Year in and year out, cybercrime siphons trillions of dollars from the global economy, disrupts millions of organizations and forces thousands of companies to go out of business. By most accounts, up to 90 percent of cyberattacks are the direct result of human error. Yet these incidents often elicit no more than a collective shrug from the boardroom to the breakroom. Why? Because too many still consider cybersecurity to be entirely an “IT problem.”
For example, one recent survey found that 30 percent of employees do not think they have any responsibility for helping to maintain their company’s cybersecurity posture. Most said they probably wouldn’t even bother to report a security incident. When asked why, 25 percent said they don’t care enough about cybersecurity to mention it.

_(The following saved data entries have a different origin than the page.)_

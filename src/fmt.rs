//! Logging shims for the host-testable core.
//!
//! With the `defmt` feature every macro forwards to `defmt`. Host unit
//! tests print to stdout; any other build only type-checks the arguments.
//!
//! Format strings must stay within the subset both back-ends accept:
//! `{}` for integers and strings, `{:?}` for everything else.

#![allow(unused_macros)]

macro_rules! info {
    ($($arg:tt)*) => {{
        #[cfg(feature = "defmt")]
        ::defmt::info!($($arg)*);

        #[cfg(all(not(feature = "defmt"), test))]
        ::std::println!("[INFO] {}", ::core::format_args!($($arg)*));

        #[cfg(all(not(feature = "defmt"), not(test)))]
        let _ = ::core::format_args!($($arg)*);
    }};
}

macro_rules! warn {
    ($($arg:tt)*) => {{
        #[cfg(feature = "defmt")]
        ::defmt::warn!($($arg)*);

        #[cfg(all(not(feature = "defmt"), test))]
        ::std::println!("[WARN] {}", ::core::format_args!($($arg)*));

        #[cfg(all(not(feature = "defmt"), not(test)))]
        let _ = ::core::format_args!($($arg)*);
    }};
}

macro_rules! error {
    ($($arg:tt)*) => {{
        #[cfg(feature = "defmt")]
        ::defmt::error!($($arg)*);

        #[cfg(all(not(feature = "defmt"), test))]
        ::std::println!("[ERROR] {}", ::core::format_args!($($arg)*));

        #[cfg(all(not(feature = "defmt"), not(test)))]
        let _ = ::core::format_args!($($arg)*);
    }};
}

macro_rules! debug {
    ($($arg:tt)*) => {{
        #[cfg(feature = "defmt")]
        ::defmt::debug!($($arg)*);

        #[cfg(all(not(feature = "defmt"), test))]
        ::std::println!("[DEBUG] {}", ::core::format_args!($($arg)*));

        #[cfg(all(not(feature = "defmt"), not(test)))]
        let _ = ::core::format_args!($($arg)*);
    }};
}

Meanwhile, the vast majority of IT professionals say C-suite executives are similarly indifferent. In a recent global study, 90 percent of respondents said company leadership would sacrifice cybersecurity to improve productivity, and 82 percent said they’ve felt pressure from higher-ups to downplay the severity of cybersecurity risks to board members. Additionally, half said many C-suite executives don’t even try to understand cybersecurity because they consider it an “impenetrable technology issue.”

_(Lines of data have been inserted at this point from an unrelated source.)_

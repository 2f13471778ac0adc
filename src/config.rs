//! Application-wide constants and compile-time configuration.
//!
//! All hardware pin assignments, timing parameters, and protocol
//! constants live here so they can be tuned in one place.

// BLE

/// Advertised GAP device name.
pub const BLE_DEVICE_NAME: &str = "PixelTag";

/// Badge service (command write + read-back characteristics).
pub const BADGE_SERVICE_UUID: &str = "4fafc201-1fb5-459e-8fcc-c5c9c331914c";

/// Write-only characteristic carrying `command:` / `display:` / `data:` strings.
pub const DATA_CHARACTERISTIC_UUID: &str = "beb5483e-36e1-4688-b7f5-ea07361b26a9";

/// Largest inbound write we accept (one ATT write with a 247-byte MTU).
pub const MAX_WRITE_LEN: usize = 244;

// Timing

/// Minimum spacing between two accepted button clicks (ms).
pub const BUTTON_COOLDOWN_MS: u64 = 5_000;

/// Time the badge stays awake while disconnected before deep sleep (ms).
pub const IDLE_BUDGET_MS: u64 = 60_000;

/// Battery sample + notify period while connected (ms).
pub const BATTERY_INTERVAL_MS: u64 = 15_000;

/// Pause between two iterations of the main loop (ms).
pub const LOOP_YIELD_MS: u64 = 10;

/// Capacity of the event queue between the BLE/button tasks and the main loop.
pub const EVENT_QUEUE_DEPTH: usize = 8;

// QR symbol

/// Fixed QR symbol version (45×45 modules).
pub const QR_VERSION: u8 = 7;

/// Longest QR payload (bytes) accepted over BLE.
/// Version 7 at ECC Low holds 154 bytes; the cap keeps URLs short enough to scan.
pub const MAX_QR_LEN: usize = 90;

/// Pixels per QR module.
pub const QR_SCALE: u32 = 2;

/// Blank modules around the symbol.
pub const QR_QUIET_ZONE: u32 = 4;

// Personal info

/// Longest personal-info payload (bytes); longer payloads are truncated.
pub const MAX_INFO_LEN: usize = 150;

/// Info lines drawn on the panel; the rest are dropped.
pub const MAX_INFO_LINES: usize = 10;

/// Default personal info when nothing has been stored yet.
pub const DEFAULT_INFO_TEXT: &str = "Default Name\nDefault Title\n";

// Panel (LilyGo T5 2.13", landscape)

pub const PANEL_WIDTH: u32 = 250;
pub const PANEL_HEIGHT: u32 = 122;

/// Sub-rectangle used for partial status updates (centered on the panel).
pub const STATUS_WIDTH: u32 = 200;
pub const STATUS_HEIGHT: u32 = 24;

/// Extra pixels between two info lines.
pub const LINE_SPACING: u32 = 5;

// Battery

/// SAADC full-scale count (12-bit).
pub const BATTERY_ADC_MAX: u32 = 4095;

/// SAADC reference voltage (mV).
pub const BATTERY_ADC_REF_MV: u32 = 3300;

/// Resistor divider between the cell and the ADC pin.
pub const BATTERY_DIVIDER: u32 = 2;

pub const BATTERY_MIN_MV: u32 = 3000;
pub const BATTERY_MAX_MV: u32 = 4200;

/// Percentage at or below which the "Low battery" status is shown.
pub const LOW_BATTERY_PERCENT: u8 = 10;

// GPIO pin assignments (nRF52840 badge board)
//
// These are logical names; actual `embassy_nrf::peripherals::*` types are
// selected in `main.rs`.  Adjust for your custom PCB.
//
//   Button         → P0.11 (active-low, also the System OFF wake source)
//   EPD SCK        → P0.19
//   EPD MOSI       → P0.20
//   EPD CS         → P0.22
//   EPD DC         → P0.24
//   EPD RST        → P0.25
//   EPD BUSY       → P0.26
//   Battery sense  → P0.29 (AIN5)

/// Port-0 pin number of the button; armed as the System OFF wake source.
pub const BUTTON_PIN: usize = 11;

/// Button debounce time (ms).
pub const BUTTON_DEBOUNCE_MS: u64 = 50;

// Persistent storage

/// Namespace all badge keys live under.
pub const STORE_NAMESPACE: &str = "badgeData";

/// Flash page index where badge storage starts (4 KB per page on nRF52840).
pub const STORAGE_FLASH_PAGE_START: u32 = 240;

/// Number of flash pages reserved for badge storage.
pub const STORAGE_FLASH_PAGE_COUNT: u32 = 4;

Given the financial and operational burdens created by cybercrime, it should be evident that cybersecurity is now everyone’s responsibility. Whether you’re in shipping, sales, human resources or management, a single successful cyberattack could put you out of a job. Consider the case of Lincoln College in Illinois. Five months after a ransomware attack obstructed access to all institutional data, the college announced in May 2022 that it was closing permanently after 157 years of operation, leaving nearly 1,000 staffers unemployed.
To counter the growing threat landscape, organizations must take steps to establish an organization-wide cybersecurity culture. Doing so requires cooperation and commitment among technical staff, line of business employees and company leadership. Here are some of the practices that can help companies develop a more robust security posture.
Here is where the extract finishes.